Alternatively, if you choose any textbook curriculum, you will need to read through a Singapore Math parents guide or a Home Instructor’s Guide to prepare for teaching each lesson until you become comfortable with the program and strategies.

Also, homeschoolers looking for help in teaching the program, preparing for lessons, or any other Singapore Math parent help should use a Home Instructor’s Guide, which is designed for homeschoolers rather than a Teacher’s Guide, which is designed for group in-classroom instruction.

## A parent’s role in teaching Singapore Math

Regardless of the curriculum you chose, *all* Singapore Math programs generally follow a 3-step learning cycle in all grades. When teaching Singapore Math at home you too should plan on consistently going through a 3-step learning cycle process: teach, do guided practice exercises *together* with your child, and assign independent practice (homework).

### Step 1 – Go through the CPA sequence

Taking time to go through the CPA sequence, including the use of many images, is important because it provides children with an opportunity to understand a new topic in many different ways and connect it to prior knowledge. Doing activities in the CPA phase leads to establishing and developing a strong math foundation and number sense.

Many parents tend to skip the first step because they think it’s “unnecessary” or that their child “already knows that” or that it “takes too much time.” However, it’s an essential step in successful teaching Singapore Math at home. It’s during this stage that children should have the freedom to experiment and make discoveries of new-to-them ideas and strategies for solving problems. In the CPA stage, children should have the opportunity, space and time to deepen their understanding of a new concept.

All Singapore programs and student books start chapters and lessons with some form of explorations and prompts-to-think activities. The chapters and lessons contain activities that are collectively known as anchor tasks. These tasks are designed for educators to ask questions and explore new math concepts using the CPA method. Here you’ll often use manipulatives such as counters, connective cubes, and others.

### Step 2 – Do guided practice exercises with your child

After going through the CPA sequence, a parent’s role in teaching Singapore Math is to do guided practice exercises with your child. In this stage, children will try solving successively more challenging problems with your help and guidance.

All Singapore programs and books provide the guided practice activities and exercises but may call them by different names such as Learn, Learn Together, Do, and others.

### Step 3 – Assign Independent Practice and Homework

After completing guided practice, your child should be ready to do independent work or homework in a student book or workbook. All of the programs and books provide practice exercises. Some programs provide a lot more exercises than others.

Some programs contain many more challenging problems in their core materials than others. Parents should carefully select the amount and difficulty of the exercises to be assigned for independent practice and, if necessary, plan to help child with Singapore Math homework.

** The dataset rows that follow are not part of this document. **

impl Checker {
    pub fn new(
        backend: Arc<dyn Backend>,
        snapshot_loader: Arc<dyn SnapshotLoader>,
        notifier: Arc<dyn CheckNotifier>,
        cache: Arc<BlobCache>,
    ) -> Self {
        Self {
            backend,
            snapshot_loader,
            notifier,
            cache,
            state: StdMutex::new(CheckState::Idle),
            result: StdMutex::new(None),
        }
    }

    pub fn state(&self) -> CheckState {
        *self.state.lock().unwrap()
    }

    pub fn result(&self) -> Option<CheckResult> {
        self.result.lock().unwrap().clone()
    }

    /// Return to `Idle` and drop the previous result.
    pub fn clear(&self) {
        *self.state.lock().unwrap() = CheckState::Idle;
        *self.result.lock().unwrap() = None;
    }

    /// Run one check at `percent`. Cancelling `cancel` mid-flight
    /// aborts in-flight reads and leaves the previous `result`/`state`
    /// untouched, as if `check` had never been called.
    pub async fn check(&self, percent: u8, cancel: CancellationToken) -> Result<()> {
        validate_percent(percent)?;

        *self.state.lock().unwrap() = CheckState::Loading;

        let outcome = tokio::select! {
            _ = cancel.cancelled() => return Ok(()),
            outcome = self.run(percent, &cancel) => outcome,
        };

        let result = match outcome {
            Ok(Some(result)) => result,
            Ok(None) => return Ok(()), // cancelled mid-verify
            Err(err) => CheckResult::GeneralError {
                cause: format!("{err:#}"),
            },
        };

        *self.state.lock().unwrap() = CheckState::Done;
        *self.result.lock().unwrap() = Some(result);
        Ok(())
    }

    async fn run(&self, percent: u8, cancel: &CancellationToken) -> anyhow::Result<Option<CheckResult>> {
        let handle_infos = self
            .backend
            .list(ListKind::Snapshot)
            .await
            .map_err(|err| CoreError::BackendIoInitial(err))?;
        let handles: Vec<String> = handle_infos.iter().map(|info| hex::encode(info.id)).collect();
        let handle_count = handles.len();

        let snapshots = self
            .snapshot_loader
            .on_snapshots_loaded(&handles)
            .await
            .map_err(|err| CoreError::BackendIoInitial(err))?;
        let snapshot_count = snapshots.len();

        let backend_blobs = self
            .backend
            .list(ListKind::Blob)
            .await
            .map_err(|err| CoreError::BackendIoInitial(err))?;

        let mut index = BlobIndex::new();
        index.populate(&self.cache, &backend_blobs, &snapshots);

        *self.state.lock().unwrap() = CheckState::Sampling;
        let sample = sampler::sample(&snapshots, percent);

        if cancel.is_cancelled() {
            return Ok(None);
        }

        *self.state.lock().unwrap() = CheckState::Verifying;
        let Some(verify_outcome) = self.verify(&sample, cancel).await? else {
            return Ok(None);
        };

        let (bad_pairs, bytes_checked) = verify_outcome;

        if bad_pairs.is_empty() && handle_count == snapshot_count && handle_count > 0 {
            Ok(Some(CheckResult::Success {
                snapshots,
                percent,
                bytes_checked,
            }))
        } else {
            Ok(Some(CheckResult::Error {
                existing_snapshots: handle_count,
                snapshots,
                bad_pairs,
            }))
        }
    }

    async fn verify(
        &self,
        sample: &[SampleEntry],
        cancel: &CancellationToken,
    ) -> anyhow::Result<Option<(HashSet<(ChunkId, BlobDescriptor)>, u64)>> {
        let cpu_count = std::thread::available_parallelism().map(|n| n.get()).unwrap_or(1);
        let network_cap = if self.backend.requires_network() { 3 } else { 42 };
        let permits = cpu_count.min(network_cap);
        let semaphore = Arc::new(Semaphore::new(permits));

        let bad_pairs: Arc<Mutex<HashSet<(ChunkId, BlobDescriptor)>>> = Arc::new(Mutex::new(HashSet::new()));
        let bytes_checked = Arc::new(AtomicU64::new(0));
        let run_start = Instant::now();
        let last_report = Arc::new(StdMutex::new((run_start, 0u64)));
        let sample_total: u64 = sample.iter().map(|e| e.blob.length).sum();

        let mut tasks = Vec::with_capacity(sample.len());
        for entry in sample {
            let semaphore = semaphore.clone();
            let backend = self.backend.clone();
            let cache = self.cache.clone();
            let bad_pairs = bad_pairs.clone();
            let bytes_checked = bytes_checked.clone();
            let last_report = last_report.clone();
            let notifier = self.notifier.clone();
            let cancel = cancel.clone();
            let entry = entry.clone();

            tasks.push(tokio::spawn(async move {
                let permit = tokio::select! {
                    _ = cancel.cancelled() => return,
                    permit = semaphore.acquire_owned() => permit.expect("semaphore never closed"),
                };

                let verified = tokio::select! {
                    _ = cancel.cancelled() => return,
                    verified = verify_one(backend.as_ref(), &entry) => verified,
                };
                drop(permit);

                match verified {
                    Ok(true) => {
                        bytes_checked.fetch_add(entry.blob.length, Ordering::Relaxed);
                    }
                    Ok(false) => {
                        if let Err(err) = cache.do_not_use_blob(&entry.blob.id) {
                            log::warn!("failed to quarantine blob {}: {}", entry.blob.id_hex(), err);
                        }
                        bad_pairs
                            .lock()
                            .await
                            .insert((entry.chunk_id, entry.blob.clone()));
                    }
                    Err(err) => {
                        log::warn!("verification of blob {} failed: {}", entry.blob.id_hex(), err);
                        bad_pairs
                            .lock()
                            .await
                            .insert((entry.chunk_id, entry.blob.clone()));
                    }
                }

                let checked = bytes_checked.load(Ordering::Relaxed);
                let mut last = last_report.lock().unwrap();
                let (last_at, last_checked) = *last;
                let elapsed = last_at.elapsed();
                if elapsed >= PROGRESS_INTERVAL {
                    *last = (Instant::now(), checked);
                    drop(last);
                    let bandwidth = (checked - last_checked) as f64 / elapsed.as_secs_f64();
                    let permille = if sample_total == 0 {
                        1000
                    } else {
                        ((checked as u128 * 1000) / sample_total as u128) as u32
                    };
                    notifier.show_check_notification(bandwidth, permille).await;
                }
            }));
        }

        for task in tasks {
            task.await?;
        }

        if cancel.is_cancelled() {
            return Ok(None);
        }

        let bad_pairs = Arc::try_unwrap(bad_pairs)
            .unwrap_or_else(|_| unreachable!("every spawned task was awaited above"))
            .into_inner();
        let total = bytes_checked.load(Ordering::Relaxed);

        if bad_pairs.is_empty() {
            self.notifier.on_check_complete(total, 0.0).await;
        } else {
            self.notifier.on_check_finished_with_error(total, 0.0).await;
        }

        Ok(Some((bad_pairs, total)))
    }
}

## How to teach Singapore Math in Pre-Kindergarten

Formal learning of mathematics in Singapore starts in Grade 1 or Level 1. In Singapore there is no formal curriculum for teaching math in Pre-Kindergarten or Kindergarten. However, young learners should be able to recognize and visualize numbers and simple patterns. They also should be able to do the following: 1) counting 2) matching 3) sorting 4) comparing.

Therefore, teaching Singapore Math in Pre-Kindergarten (Pre-K) should rather be informal and activity-based to focus learning on visualization of numbers in different combinations and patterns. Children should be engaged in games and activities with a variety of physical and/or visual objects and pictures.

## Visual Math Karate Program in Pre-Kindergarten is FREE

If you want your child to start developing *mathematical abilities *in Pre-Kindergarten, then you may want to consider using the Math Karate Program (VMK). This program is *focused* on developing genuine *mathematical skills* and it’s free in Pre-K.

VMK engages young learners in many different activities to visualize numbers, to recognize patterns, to count, to compare, to match, and to sort. In addition, along with development of their mathematical thinking, the program contains fun games to help children also develop their memory.

Children who missed learning in Pre-K can easily start learning with VMK in Kindergarten. The program contains the activities to help children learn the important regrouping calculations within numbers to 20 in Grade 1. The resource can also serve struggling learners who need remediation or review in Grades 2 and 3.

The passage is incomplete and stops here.